Her mind begins to race thinking and over-analyzing anything and everything. Did she say something wrong? Did she do something wrong? What caused the silence? What could she have done differently? How can she best deal with the situation – how can she fix it? Depending on her own character, she may choose drama based on primal instincts, or understanding based on the rational mind though while maybe suppressing her instinctual nature and overlooking any red flags. She might turn against herself, and attack herself, blaming herself and feeling guilty. She may become paralyzed by all these narratives in her mind, and will eventually distance herself.
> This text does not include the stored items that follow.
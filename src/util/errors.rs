//! Error taxonomy for the configurator.
//!
//! Only [`ConfigureError::Configuration`] is ever raised by `configure`.
//! The other two variants describe failures that the downstream compile and
//! link steps would hit; they are produced by `extconf check` as findings.

use std::path::PathBuf;

use miette::Diagnostic;
use thiserror::Error;

use crate::core::layout::RootRole;

/// Errors produced while configuring an extension build.
#[derive(Debug, Error, Diagnostic)]
pub enum ConfigureError {
    /// The build-script emitter could not be initialized. Fatal.
    #[error("build script emitter could not be initialized: {reason}")]
    #[diagnostic(
        code(extconf::configure::emitter),
        help("Set CC or pass `--cc`, and check extconf.toml for typos")
    )]
    Configuration { reason: String },

    /// A referenced include or object directory does not exist.
    #[error("{role} directory not found: {}", path.display())]
    #[diagnostic(
        code(extconf::check::missing_dir),
        help("The generated Makefile will fail with a missing header or object")
    )]
    MissingHeaderOrObject { role: RootRole, path: PathBuf },

    /// The object manifest for the link target holds no pre-built objects.
    #[error("no `*{suffix}` objects under {} for link target `{target}`", dir.display())]
    #[diagnostic(
        code(extconf::check::empty_manifest),
        help("Build the core sources first; linking will fail with undefined symbols")
    )]
    Linker {
        target: String,
        dir: PathBuf,
        suffix: String,
    },
}

impl ConfigureError {
    /// Shorthand for a [`ConfigureError::Configuration`].
    pub fn configuration(reason: impl Into<String>) -> Self {
        ConfigureError::Configuration {
            reason: reason.into(),
        }
    }

    /// Whether this error aborts the build immediately.
    pub fn is_fatal(&self) -> bool {
        matches!(self, ConfigureError::Configuration { .. })
    }
}

#[cfg(test)]
mod tests {
    use super::*;

    #[test]
    fn test_configuration_error_is_fatal() {
        let err = ConfigureError::configuration("no C compiler found");
        assert!(err.is_fatal());
        assert_eq!(
            err.to_string(),
            "build script emitter could not be initialized: no C compiler found"
        );
    }

    #[test]
    fn test_deferred_errors_are_not_fatal() {
        let missing = ConfigureError::MissingHeaderOrObject {
            role: RootRole::CoreInclude,
            path: PathBuf::from("../../../include"),
        };
        assert!(!missing.is_fatal());
        assert!(missing.to_string().contains("core include"));

        let linker = ConfigureError::Linker {
            target: "CFC".to_string(),
            dir: PathBuf::from("../../../src"),
            suffix: ".o".to_string(),
        };
        assert!(!linker.is_fatal());
        assert!(linker.to_string().contains("`CFC`"));
        assert!(linker.to_string().contains("*.o"));
    }
}
//! Drivers for the external binding compiler.

use std::io::Write;
use std::path::{Path, PathBuf};

use anyhow::{Context, Result};
use tempfile::NamedTempFile;

use super::{CoreBinding, Hierarchy};
use crate::util::errors::ConfigureError;
use crate::util::fs::ensure_dir;
use crate::util::process::{find_executable, ProcessBuilder};

/// Name of the compiler executable looked up on PATH.
pub const CFC_PROGRAM: &str = "cfc";

/// Backend that performs the compiler's work.
pub trait CompilerDriver {
    /// Parse and link the hierarchy's declarations.
    fn build(&self, hierarchy: &Hierarchy) -> Result<()>;

    /// Write the core binding's generated files.
    fn write_core(&self, binding: &CoreBinding<'_>, modified: bool) -> Result<()>;
}

/// Runs the standalone `cfc` executable.
///
/// `cfc` parses and writes in a single run, so [`build`](CompilerDriver::build)
/// only prepares and checks the inputs and the process is spawned by
/// [`write_core`](CompilerDriver::write_core).
#[derive(Debug, Clone)]
pub struct ProcessDriver {
    program: PathBuf,
}

impl ProcessDriver {
    pub fn new(program: impl Into<PathBuf>) -> Self {
        ProcessDriver {
            program: program.into(),
        }
    }

    /// Use `explicit` if given, otherwise find `cfc` on PATH.
    pub fn locate(explicit: Option<PathBuf>) -> Result<Self, ConfigureError> {
        explicit
            .or_else(|| find_executable(CFC_PROGRAM))
            .map(Self::new)
            .ok_or_else(|| {
                ConfigureError::configuration(format!(
                    "`{}` not found on PATH; pass `--cfc`",
                    CFC_PROGRAM
                ))
            })
    }

    pub fn program(&self) -> &Path {
        &self.program
    }

    /// The command line for one compiler run.
    pub fn command(&self, hierarchy: &Hierarchy, header: &Path, footer: &Path) -> ProcessBuilder {
        let mut cmd =
            ProcessBuilder::new(&self.program).arg(format!("--dest={}", hierarchy.dest().display()));
        for dir in hierarchy.source_dirs() {
            cmd = cmd.arg(format!("--source={}", dir.display()));
        }
        for dir in hierarchy.include_dirs() {
            cmd = cmd.arg(format!("--include={}", dir.display()));
        }
        cmd.arg(format!("--header={}", header.display()))
            .arg(format!("--footer={}", footer.display()))
    }
}

impl CompilerDriver for ProcessDriver {
    fn build(&self, hierarchy: &Hierarchy) -> Result<()> {
        for dir in hierarchy.source_dirs().iter().chain(hierarchy.include_dirs()) {
            if !dir.is_dir() {
                return Err(ConfigureError::configuration(format!(
                    "declaration directory not found: {}",
                    dir.display()
                ))
                .into());
            }
        }
        ensure_dir(hierarchy.dest())
    }

    fn write_core(&self, binding: &CoreBinding<'_>, modified: bool) -> Result<()> {
        if modified {
            // cfc compares file contents itself and has no switch to force writes
            tracing::debug!("forced rewrite is not supported by `{}`", self.program.display());
        }

        let header = text_file(binding.header())?;
        let footer = text_file(binding.footer())?;

        let cmd = self.command(binding.hierarchy(), header.path(), footer.path());
        tracing::info!("running {}", cmd.display_command());
        cmd.exec_and_check()?;
        Ok(())
    }
}

fn text_file(contents: &str) -> Result<NamedTempFile> {
    let mut file = NamedTempFile::new().context("failed to create temporary file")?;
    file.write_all(contents.as_bytes())
        .context("failed to write temporary file")?;
    file.flush()?;
    Ok(file)
}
A woman needs a sense of stability in intimacy – a shell where she can thrive as the pearl that she is.

The Shell and the Pearl.

A common symbolism of the intertwining of the two energies is the shell and the pearl. The masculine energy serves as the shell and when that protective shell is gone in any shape or form, the woman will immediately contract within herself and go into a state of defense or rigidity. This is a coping mechanism rather than a natural state of contentment. Very few women can live in that state for too long, and when they do – this will lead to an overall decrease in well-being and joy in the long-run. The imbalance in their feminine energy will lead them to be angry, resentful, critical, aggressive, chronically stressed, bitter, judgmental, neurotic, and emotionally numb or cold. In turn – this will cause the men to feel suppressed, distant and unneeded by their partner. This is the reverse of polarity that causes many problems in relationships, and within the self as well because we are made of both energies, and both live within us.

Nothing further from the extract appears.